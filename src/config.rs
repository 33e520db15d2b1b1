//! Configuration structures and loading logic

use anyhow::{Context, Result};
use serde::{Deserialize, Serialize};
use std::fmt;
use std::path::PathBuf;
use std::str::FromStr;
use std::time::Duration;

use crate::client::ClientOptions;
use crate::error::{GatewayError, GatewayResult};
use crate::selector::{DiscoveryKind, Endpoint, SelectPolicy, SelectorConfig};

/// Main gateway configuration
#[derive(Debug, Clone, Deserialize, Serialize, PartialEq)]
#[serde(default)]
pub struct GatewayConfig {
    /// gRPC listen address
    pub listen_addr: String,
    /// Admin HTTP port, disabled when unset
    pub admin_port: Option<u16>,
    pub registry: RegistryConfig,
    pub client: ClientConfig,
    /// Largest inbound/outbound gRPC message
    pub max_message_size_mb: usize,
}

impl Default for GatewayConfig {
    fn default() -> Self {
        Self {
            listen_addr: default_listen_addr(),
            admin_port: None,
            registry: RegistryConfig::default(),
            client: ClientConfig::default(),
            max_message_size_mb: default_max_message_size_mb(),
        }
    }
}

/// Where internal service endpoints come from
#[derive(Debug, Clone, Deserialize, Serialize, PartialEq)]
#[serde(default)]
pub struct RegistryConfig {
    /// One of `direct`, `multi`, `zookeeper`, `etcdv3`, `consul`
    pub kind: String,
    /// Kind-specific positional parameters
    pub opts: Vec<String>,
    /// Weighted endpoints for `multi`, used when `opts` is empty
    pub endpoints: Vec<Endpoint>,
    pub blacklist_secs: u64,
    pub refresh_interval_secs: u64,
}

impl Default for RegistryConfig {
    fn default() -> Self {
        Self {
            kind: default_registry_kind(),
            opts: vec!["tcp".to_string(), "127.0.0.1:8972".to_string()],
            endpoints: Vec::new(),
            blacklist_secs: default_blacklist_secs(),
            refresh_interval_secs: default_refresh_interval_secs(),
        }
    }
}

/// Internal transport client settings
#[derive(Debug, Clone, Deserialize, Serialize, PartialEq)]
#[serde(default)]
pub struct ClientConfig {
    /// Total attempts per call
    pub retries: usize,
    pub call_timeout_ms: u64,
    pub connect_timeout_ms: u64,
    pub max_frame_size: usize,
}

impl Default for ClientConfig {
    fn default() -> Self {
        Self {
            retries: default_retries(),
            call_timeout_ms: default_call_timeout_ms(),
            connect_timeout_ms: default_connect_timeout_ms(),
            max_frame_size: default_max_frame_size(),
        }
    }
}

impl ClientConfig {
    pub fn options(&self) -> ClientOptions {
        ClientOptions {
            retries: self.retries,
            call_timeout: Duration::from_millis(self.call_timeout_ms),
            connect_timeout: Duration::from_millis(self.connect_timeout_ms),
            max_frame_size: self.max_frame_size,
        }
    }
}

/// Registry kinds accepted on the command line and in config files
#[derive(Debug, Clone, Copy, PartialEq, Eq)]
pub enum RegistryKind {
    Direct,
    Multi,
    Discovery(DiscoveryKind),
}

impl FromStr for RegistryKind {
    type Err = GatewayError;

    fn from_str(s: &str) -> Result<Self, Self::Err> {
        match s {
            "direct" => Ok(RegistryKind::Direct),
            "multi" => Ok(RegistryKind::Multi),
            other => other
                .parse::<DiscoveryKind>()
                .map(RegistryKind::Discovery)
                .map_err(|_| GatewayError::Config(format!("unknown registry kind: {}", other))),
        }
    }
}

impl fmt::Display for RegistryKind {
    fn fmt(&self, f: &mut fmt::Formatter<'_>) -> fmt::Result {
        match self {
            RegistryKind::Direct => f.write_str("direct"),
            RegistryKind::Multi => f.write_str("multi"),
            RegistryKind::Discovery(kind) => write!(f, "{}", kind),
        }
    }
}

impl GatewayConfig {
    /// Load configuration from file with environment variable overrides
    pub fn load(path: Option<PathBuf>) -> Result<Self> {
        let mut config = if let Some(path) = path {
            let content = std::fs::read_to_string(&path)
                .with_context(|| format!("Failed to read config file: {:?}", path))?;
            toml::from_str(&content).context("Failed to parse TOML config")?
        } else {
            Self::default()
        };

        // Environment variable overrides
        if let Ok(addr) = std::env::var("WIRE_GATEWAY_LISTEN_ADDR") {
            config.listen_addr = addr;
        }
        if let Ok(kind) = std::env::var("WIRE_GATEWAY_REGISTRY") {
            config.registry.kind = kind;
        }
        if let Ok(opts) = std::env::var("WIRE_GATEWAY_REGISTRY_OPTS") {
            config.registry.opts = split_opts(&opts);
        }
        if let Ok(port) = std::env::var("WIRE_GATEWAY_ADMIN_PORT") {
            config.admin_port = Some(
                port.parse()
                    .context("Invalid WIRE_GATEWAY_ADMIN_PORT value")?,
            );
        }

        Ok(config)
    }

    /// Validate configuration
    pub fn validate(&self) -> Result<()> {
        if self.listen_addr.is_empty() {
            anyhow::bail!("Listen address cannot be empty");
        }
        if self.client.retries == 0 {
            anyhow::bail!("Client retries must be at least 1");
        }
        if self.client.call_timeout_ms == 0 {
            anyhow::bail!("Call timeout must be greater than zero");
        }
        if self.client.max_frame_size == 0 {
            anyhow::bail!("Max frame size must be greater than zero");
        }
        if self.max_message_size_mb == 0 {
            anyhow::bail!("Max message size must be greater than zero");
        }
        if self.registry.refresh_interval_secs == 0 {
            anyhow::bail!("Refresh interval must be greater than zero");
        }

        self.selector_config()
            .map_err(|e| anyhow::anyhow!("Invalid registry settings: {}", e))?;

        Ok(())
    }

    pub fn blacklist_duration(&self) -> Duration {
        Duration::from_secs(self.registry.blacklist_secs)
    }

    pub fn refresh_interval(&self) -> Duration {
        Duration::from_secs(self.registry.refresh_interval_secs)
    }

    pub fn max_message_size(&self) -> usize {
        self.max_message_size_mb * 1024 * 1024
    }

    /// Translate the registry section into a selector description
    pub fn selector_config(&self) -> GatewayResult<SelectorConfig> {
        let kind: RegistryKind = self.registry.kind.parse()?;
        let opts = &self.registry.opts;

        match kind {
            RegistryKind::Direct => {
                let [network, address] = opts.as_slice() else {
                    return Err(GatewayError::Config(format!(
                        "direct registry expects <network> <address>, got {:?}",
                        opts
                    )));
                };
                Ok(SelectorConfig::Direct {
                    endpoint: Endpoint::new(network.as_str(), address.as_str()),
                })
            }
            RegistryKind::Multi => {
                let endpoints = match opts.first() {
                    Some(addresses) => addresses
                        .split(',')
                        .map(str::trim)
                        .filter(|a| !a.is_empty())
                        .map(Endpoint::tcp)
                        .collect(),
                    None => self.registry.endpoints.clone(),
                };
                if endpoints.is_empty() {
                    return Err(GatewayError::Config(
                        "multi registry expects a comma-separated address list".to_string(),
                    ));
                }
                Ok(SelectorConfig::StaticMultiple {
                    endpoints,
                    blacklist_duration: self.blacklist_duration(),
                    policy: SelectPolicy::WeightedRoundRobin,
                })
            }
            RegistryKind::Discovery(kind) => {
                let [connection_string, base_path] = opts.as_slice() else {
                    return Err(GatewayError::Config(format!(
                        "{} registry expects <addresses> <base path>, got {:?}",
                        kind, opts
                    )));
                };
                Ok(SelectorConfig::DiscoveryBacked {
                    kind,
                    connection_string: connection_string.clone(),
                    base_path: base_path.clone(),
                    refresh_interval: self.refresh_interval(),
                    blacklist_duration: self.blacklist_duration(),
                    policy: SelectPolicy::WeightedRoundRobin,
                })
            }
        }
    }
}

/// Split a space separated parameter string
pub fn split_opts(opts: &str) -> Vec<String> {
    opts.split_whitespace().map(String::from).collect()
}

// Default functions
fn default_listen_addr() -> String {
    "0.0.0.0:9981".to_string()
}
fn default_registry_kind() -> String {
    "direct".to_string()
}
fn default_blacklist_secs() -> u64 {
    120
}
fn default_refresh_interval_secs() -> u64 {
    60
}
fn default_retries() -> usize {
    3
}
fn default_call_timeout_ms() -> u64 {
    10_000
}
fn default_connect_timeout_ms() -> u64 {
    10_000
}
fn default_max_frame_size() -> usize {
    crate::codec::DEFAULT_MAX_FRAME_SIZE
}
fn default_max_message_size_mb() -> usize {
    16
}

--

◆ **Task details**
Look through the data above and return each line where the string "Failed" occurs.

◆ **Result of the task**
                .with_context(|| format!("Failed to read config file: {:?}", path))?;
            toml::from_str(&content).context("Failed to parse TOML config")?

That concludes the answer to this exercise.